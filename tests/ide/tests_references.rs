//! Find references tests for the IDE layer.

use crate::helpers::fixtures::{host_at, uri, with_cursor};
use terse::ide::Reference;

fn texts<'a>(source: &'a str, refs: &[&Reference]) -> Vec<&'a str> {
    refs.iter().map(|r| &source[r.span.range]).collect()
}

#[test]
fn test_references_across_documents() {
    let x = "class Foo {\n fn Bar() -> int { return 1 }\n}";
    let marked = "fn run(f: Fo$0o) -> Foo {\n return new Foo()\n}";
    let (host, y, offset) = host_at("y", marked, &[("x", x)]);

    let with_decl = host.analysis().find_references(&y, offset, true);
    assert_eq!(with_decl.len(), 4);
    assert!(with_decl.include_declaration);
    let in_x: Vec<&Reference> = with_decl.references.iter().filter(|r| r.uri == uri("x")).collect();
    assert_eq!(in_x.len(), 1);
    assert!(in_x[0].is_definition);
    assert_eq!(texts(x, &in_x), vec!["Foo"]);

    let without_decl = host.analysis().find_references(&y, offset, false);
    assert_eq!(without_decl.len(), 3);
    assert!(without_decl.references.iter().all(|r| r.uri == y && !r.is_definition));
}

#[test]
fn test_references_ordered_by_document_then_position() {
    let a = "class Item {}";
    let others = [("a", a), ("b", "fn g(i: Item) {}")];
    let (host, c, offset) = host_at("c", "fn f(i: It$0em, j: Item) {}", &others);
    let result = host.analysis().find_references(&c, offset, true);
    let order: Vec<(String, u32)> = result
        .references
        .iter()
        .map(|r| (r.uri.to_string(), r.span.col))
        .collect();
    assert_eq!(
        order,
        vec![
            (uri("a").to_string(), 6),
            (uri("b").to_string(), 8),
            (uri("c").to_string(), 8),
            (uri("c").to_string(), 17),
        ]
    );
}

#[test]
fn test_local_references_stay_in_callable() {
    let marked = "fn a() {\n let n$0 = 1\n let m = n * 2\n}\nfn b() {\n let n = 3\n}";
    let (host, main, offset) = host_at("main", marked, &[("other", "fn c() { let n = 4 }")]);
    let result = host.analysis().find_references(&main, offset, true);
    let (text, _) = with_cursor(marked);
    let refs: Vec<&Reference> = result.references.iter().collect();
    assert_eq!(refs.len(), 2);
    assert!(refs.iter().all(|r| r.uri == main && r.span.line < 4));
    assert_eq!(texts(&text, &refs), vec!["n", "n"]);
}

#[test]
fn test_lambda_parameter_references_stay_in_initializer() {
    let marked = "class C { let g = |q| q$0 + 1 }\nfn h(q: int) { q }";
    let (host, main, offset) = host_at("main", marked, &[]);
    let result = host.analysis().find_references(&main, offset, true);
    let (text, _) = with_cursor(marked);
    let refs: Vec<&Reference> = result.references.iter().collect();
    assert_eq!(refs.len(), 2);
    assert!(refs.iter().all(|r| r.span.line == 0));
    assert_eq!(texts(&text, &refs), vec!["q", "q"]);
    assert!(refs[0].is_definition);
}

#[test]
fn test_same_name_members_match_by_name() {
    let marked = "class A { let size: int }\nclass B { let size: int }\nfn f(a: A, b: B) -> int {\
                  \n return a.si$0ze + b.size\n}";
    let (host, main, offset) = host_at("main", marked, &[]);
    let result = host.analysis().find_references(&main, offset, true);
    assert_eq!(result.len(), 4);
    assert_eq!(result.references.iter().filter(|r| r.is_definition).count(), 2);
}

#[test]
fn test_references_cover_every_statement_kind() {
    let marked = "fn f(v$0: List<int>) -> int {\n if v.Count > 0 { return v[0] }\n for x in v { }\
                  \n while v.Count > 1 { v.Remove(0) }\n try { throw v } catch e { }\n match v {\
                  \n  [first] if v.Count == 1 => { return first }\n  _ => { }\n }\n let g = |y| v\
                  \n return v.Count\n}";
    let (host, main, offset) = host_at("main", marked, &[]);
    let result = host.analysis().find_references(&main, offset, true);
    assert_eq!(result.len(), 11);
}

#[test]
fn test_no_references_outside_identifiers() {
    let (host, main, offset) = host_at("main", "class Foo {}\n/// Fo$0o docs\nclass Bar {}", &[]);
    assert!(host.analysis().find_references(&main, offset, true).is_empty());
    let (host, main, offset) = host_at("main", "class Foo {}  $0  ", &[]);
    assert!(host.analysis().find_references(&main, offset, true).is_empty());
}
^^^^
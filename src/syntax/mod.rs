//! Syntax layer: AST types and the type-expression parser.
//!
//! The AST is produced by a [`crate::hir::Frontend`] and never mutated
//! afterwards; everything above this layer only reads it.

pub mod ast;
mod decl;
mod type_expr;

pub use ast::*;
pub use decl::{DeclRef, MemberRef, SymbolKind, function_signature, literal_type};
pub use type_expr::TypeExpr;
^^^^
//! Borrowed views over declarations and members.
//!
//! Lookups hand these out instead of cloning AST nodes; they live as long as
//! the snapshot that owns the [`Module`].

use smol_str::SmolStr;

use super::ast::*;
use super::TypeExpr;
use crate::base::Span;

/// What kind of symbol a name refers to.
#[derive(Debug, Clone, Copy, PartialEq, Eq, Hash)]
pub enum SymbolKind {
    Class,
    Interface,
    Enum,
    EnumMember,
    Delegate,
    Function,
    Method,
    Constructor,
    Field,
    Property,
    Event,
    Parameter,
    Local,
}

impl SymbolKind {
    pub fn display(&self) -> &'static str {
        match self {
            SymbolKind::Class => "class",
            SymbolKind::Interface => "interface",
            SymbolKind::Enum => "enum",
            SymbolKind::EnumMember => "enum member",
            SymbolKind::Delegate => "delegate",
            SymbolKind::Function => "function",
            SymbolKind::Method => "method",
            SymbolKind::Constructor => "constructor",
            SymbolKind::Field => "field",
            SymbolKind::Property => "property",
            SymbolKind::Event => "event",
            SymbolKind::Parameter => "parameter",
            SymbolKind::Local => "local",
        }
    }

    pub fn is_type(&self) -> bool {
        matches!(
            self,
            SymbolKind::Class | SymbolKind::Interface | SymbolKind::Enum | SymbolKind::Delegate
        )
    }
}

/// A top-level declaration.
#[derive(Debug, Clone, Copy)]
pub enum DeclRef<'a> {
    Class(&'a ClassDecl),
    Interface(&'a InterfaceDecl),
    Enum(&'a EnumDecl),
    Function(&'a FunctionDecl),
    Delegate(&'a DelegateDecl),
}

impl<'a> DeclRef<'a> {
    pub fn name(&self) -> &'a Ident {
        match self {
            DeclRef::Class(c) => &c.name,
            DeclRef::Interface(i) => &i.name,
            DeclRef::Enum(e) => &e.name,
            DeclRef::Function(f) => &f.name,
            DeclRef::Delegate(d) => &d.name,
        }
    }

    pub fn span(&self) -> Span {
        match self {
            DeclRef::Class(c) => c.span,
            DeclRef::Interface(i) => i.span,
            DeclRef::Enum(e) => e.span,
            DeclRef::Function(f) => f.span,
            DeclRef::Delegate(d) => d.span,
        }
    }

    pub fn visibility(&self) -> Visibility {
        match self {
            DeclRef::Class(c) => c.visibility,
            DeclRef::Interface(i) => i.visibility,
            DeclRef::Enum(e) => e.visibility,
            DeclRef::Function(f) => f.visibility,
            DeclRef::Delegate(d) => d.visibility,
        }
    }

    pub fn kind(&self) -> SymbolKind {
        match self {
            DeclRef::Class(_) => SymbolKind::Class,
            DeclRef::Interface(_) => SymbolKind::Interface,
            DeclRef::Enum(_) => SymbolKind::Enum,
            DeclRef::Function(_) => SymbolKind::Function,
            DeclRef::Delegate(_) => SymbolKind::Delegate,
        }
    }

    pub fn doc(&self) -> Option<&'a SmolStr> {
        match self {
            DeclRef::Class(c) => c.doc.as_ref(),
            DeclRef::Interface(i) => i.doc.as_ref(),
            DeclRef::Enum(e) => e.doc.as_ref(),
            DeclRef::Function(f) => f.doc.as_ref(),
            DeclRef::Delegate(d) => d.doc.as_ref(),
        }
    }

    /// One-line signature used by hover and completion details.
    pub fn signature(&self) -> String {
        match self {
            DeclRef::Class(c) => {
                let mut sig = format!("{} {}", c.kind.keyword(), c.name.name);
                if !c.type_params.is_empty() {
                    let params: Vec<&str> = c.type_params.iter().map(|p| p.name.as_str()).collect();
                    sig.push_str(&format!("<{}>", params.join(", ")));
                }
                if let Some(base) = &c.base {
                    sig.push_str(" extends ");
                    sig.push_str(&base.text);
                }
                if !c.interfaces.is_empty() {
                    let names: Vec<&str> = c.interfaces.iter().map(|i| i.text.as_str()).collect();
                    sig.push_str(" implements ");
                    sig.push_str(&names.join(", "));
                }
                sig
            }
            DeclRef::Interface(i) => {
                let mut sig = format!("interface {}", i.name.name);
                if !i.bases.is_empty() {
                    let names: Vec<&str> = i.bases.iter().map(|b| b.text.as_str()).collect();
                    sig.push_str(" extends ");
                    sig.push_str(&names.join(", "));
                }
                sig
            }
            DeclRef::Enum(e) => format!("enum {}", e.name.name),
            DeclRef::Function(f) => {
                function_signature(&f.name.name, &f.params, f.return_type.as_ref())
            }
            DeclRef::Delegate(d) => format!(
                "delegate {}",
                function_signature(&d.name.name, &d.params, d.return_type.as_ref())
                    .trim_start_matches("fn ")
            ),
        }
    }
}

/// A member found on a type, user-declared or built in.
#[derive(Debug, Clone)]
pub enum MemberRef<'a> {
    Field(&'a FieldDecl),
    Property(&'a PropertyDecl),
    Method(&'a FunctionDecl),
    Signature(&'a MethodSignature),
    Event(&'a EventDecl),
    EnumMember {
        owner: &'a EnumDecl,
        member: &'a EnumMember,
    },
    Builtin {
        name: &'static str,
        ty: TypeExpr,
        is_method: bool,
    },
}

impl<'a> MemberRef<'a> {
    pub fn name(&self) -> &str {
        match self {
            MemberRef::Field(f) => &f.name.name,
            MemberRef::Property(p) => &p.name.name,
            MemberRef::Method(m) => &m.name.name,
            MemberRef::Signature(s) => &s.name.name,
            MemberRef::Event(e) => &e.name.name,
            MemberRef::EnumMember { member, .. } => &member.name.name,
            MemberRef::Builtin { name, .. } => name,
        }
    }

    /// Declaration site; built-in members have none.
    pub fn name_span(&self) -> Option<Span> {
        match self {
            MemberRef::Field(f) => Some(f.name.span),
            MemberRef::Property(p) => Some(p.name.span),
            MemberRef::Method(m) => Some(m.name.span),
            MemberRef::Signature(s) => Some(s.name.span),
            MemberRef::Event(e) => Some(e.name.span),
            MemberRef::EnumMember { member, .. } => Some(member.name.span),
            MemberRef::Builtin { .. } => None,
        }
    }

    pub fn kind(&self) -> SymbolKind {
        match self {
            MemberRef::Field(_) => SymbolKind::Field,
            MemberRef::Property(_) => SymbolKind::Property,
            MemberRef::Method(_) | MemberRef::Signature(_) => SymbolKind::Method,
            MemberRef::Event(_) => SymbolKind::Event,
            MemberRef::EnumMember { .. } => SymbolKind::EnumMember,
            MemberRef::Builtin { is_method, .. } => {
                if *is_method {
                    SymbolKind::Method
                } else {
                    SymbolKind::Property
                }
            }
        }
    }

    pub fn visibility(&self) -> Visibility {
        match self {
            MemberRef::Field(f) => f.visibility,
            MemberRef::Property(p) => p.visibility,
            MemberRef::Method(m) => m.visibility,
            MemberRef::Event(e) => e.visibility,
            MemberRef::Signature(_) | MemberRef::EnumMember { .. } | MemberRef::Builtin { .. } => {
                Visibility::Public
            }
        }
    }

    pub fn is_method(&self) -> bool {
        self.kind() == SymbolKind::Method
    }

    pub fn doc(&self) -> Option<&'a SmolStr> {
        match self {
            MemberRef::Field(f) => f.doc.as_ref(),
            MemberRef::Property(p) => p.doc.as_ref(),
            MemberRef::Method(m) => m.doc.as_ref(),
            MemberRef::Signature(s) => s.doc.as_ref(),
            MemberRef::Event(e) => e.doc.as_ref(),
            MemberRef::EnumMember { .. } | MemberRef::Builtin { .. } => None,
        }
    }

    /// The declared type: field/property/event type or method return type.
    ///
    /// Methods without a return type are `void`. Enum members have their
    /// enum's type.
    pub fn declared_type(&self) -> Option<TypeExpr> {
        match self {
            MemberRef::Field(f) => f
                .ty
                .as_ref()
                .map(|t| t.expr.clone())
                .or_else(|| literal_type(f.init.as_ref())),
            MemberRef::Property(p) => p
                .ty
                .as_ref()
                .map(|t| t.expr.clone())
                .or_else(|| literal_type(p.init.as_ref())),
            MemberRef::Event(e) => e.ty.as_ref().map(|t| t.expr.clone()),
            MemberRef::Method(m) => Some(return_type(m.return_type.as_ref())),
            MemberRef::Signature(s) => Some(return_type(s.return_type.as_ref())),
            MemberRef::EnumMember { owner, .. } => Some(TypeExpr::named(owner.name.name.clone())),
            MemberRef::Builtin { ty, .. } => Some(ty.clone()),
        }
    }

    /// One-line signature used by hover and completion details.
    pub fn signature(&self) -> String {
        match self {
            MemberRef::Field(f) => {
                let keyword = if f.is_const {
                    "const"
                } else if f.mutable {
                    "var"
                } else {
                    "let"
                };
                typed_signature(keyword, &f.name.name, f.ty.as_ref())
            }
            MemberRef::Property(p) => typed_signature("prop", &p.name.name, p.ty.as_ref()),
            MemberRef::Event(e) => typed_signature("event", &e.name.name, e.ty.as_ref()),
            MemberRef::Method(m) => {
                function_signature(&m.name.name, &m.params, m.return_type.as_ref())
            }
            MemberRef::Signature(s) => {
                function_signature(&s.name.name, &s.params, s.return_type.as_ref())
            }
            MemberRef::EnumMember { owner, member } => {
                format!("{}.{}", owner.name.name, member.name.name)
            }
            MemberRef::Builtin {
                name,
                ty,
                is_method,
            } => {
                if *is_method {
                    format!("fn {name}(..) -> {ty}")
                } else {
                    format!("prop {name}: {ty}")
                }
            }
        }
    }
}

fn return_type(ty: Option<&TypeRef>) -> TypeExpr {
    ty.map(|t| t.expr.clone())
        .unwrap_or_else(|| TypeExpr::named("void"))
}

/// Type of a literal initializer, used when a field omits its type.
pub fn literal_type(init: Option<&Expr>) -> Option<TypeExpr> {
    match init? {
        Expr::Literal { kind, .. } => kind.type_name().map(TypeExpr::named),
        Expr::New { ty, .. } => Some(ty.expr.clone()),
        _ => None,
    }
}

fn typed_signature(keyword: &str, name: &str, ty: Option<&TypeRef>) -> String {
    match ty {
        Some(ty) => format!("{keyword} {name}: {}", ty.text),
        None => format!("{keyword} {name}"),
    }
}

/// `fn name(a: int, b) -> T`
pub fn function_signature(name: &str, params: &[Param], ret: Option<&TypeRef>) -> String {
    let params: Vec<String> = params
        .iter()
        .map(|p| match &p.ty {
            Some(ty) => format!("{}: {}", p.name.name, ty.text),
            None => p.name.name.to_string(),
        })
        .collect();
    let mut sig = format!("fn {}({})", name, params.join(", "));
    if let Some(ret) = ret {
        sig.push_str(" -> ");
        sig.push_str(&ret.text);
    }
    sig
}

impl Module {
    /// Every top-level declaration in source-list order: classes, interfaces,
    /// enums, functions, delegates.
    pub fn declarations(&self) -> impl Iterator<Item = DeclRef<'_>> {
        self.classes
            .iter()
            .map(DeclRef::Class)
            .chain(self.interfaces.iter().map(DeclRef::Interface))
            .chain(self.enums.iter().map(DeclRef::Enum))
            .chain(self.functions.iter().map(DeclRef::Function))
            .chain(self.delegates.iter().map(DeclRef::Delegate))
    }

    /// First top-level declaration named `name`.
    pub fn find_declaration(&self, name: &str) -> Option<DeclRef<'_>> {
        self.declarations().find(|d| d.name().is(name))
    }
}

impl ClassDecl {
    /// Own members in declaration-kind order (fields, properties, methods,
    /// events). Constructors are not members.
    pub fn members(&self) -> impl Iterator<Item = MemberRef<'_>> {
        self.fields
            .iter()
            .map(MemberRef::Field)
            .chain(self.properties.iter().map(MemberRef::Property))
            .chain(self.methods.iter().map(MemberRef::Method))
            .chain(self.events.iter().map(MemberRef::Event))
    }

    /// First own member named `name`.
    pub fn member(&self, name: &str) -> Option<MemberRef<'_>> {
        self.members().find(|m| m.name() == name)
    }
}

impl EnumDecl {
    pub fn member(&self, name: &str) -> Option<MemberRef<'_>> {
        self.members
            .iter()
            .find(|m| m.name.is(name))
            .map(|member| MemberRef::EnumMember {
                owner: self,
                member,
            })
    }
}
^^^^
*Exercise description*. Retype the entries above exactly, but only from the line containing "filename tests/ide/tests_references.rs" through the line containing "fn Bar() ->", both included.

*Solution to this problem*.
filename tests/ide/tests_references.rs
//! Find references tests for the IDE layer.

use crate::helpers::fixtures::{host_at, uri, with_cursor};
use terse::ide::Reference;

fn texts<'a>(source: &'a str, refs: &[&Reference]) -> Vec<&'a str> {
    refs.iter().map(|r| &source[r.span.range]).collect()
}

#[test]
fn test_references_across_documents() {
    let x = "class Foo {\n fn Bar() -> int { return 1 }\n}";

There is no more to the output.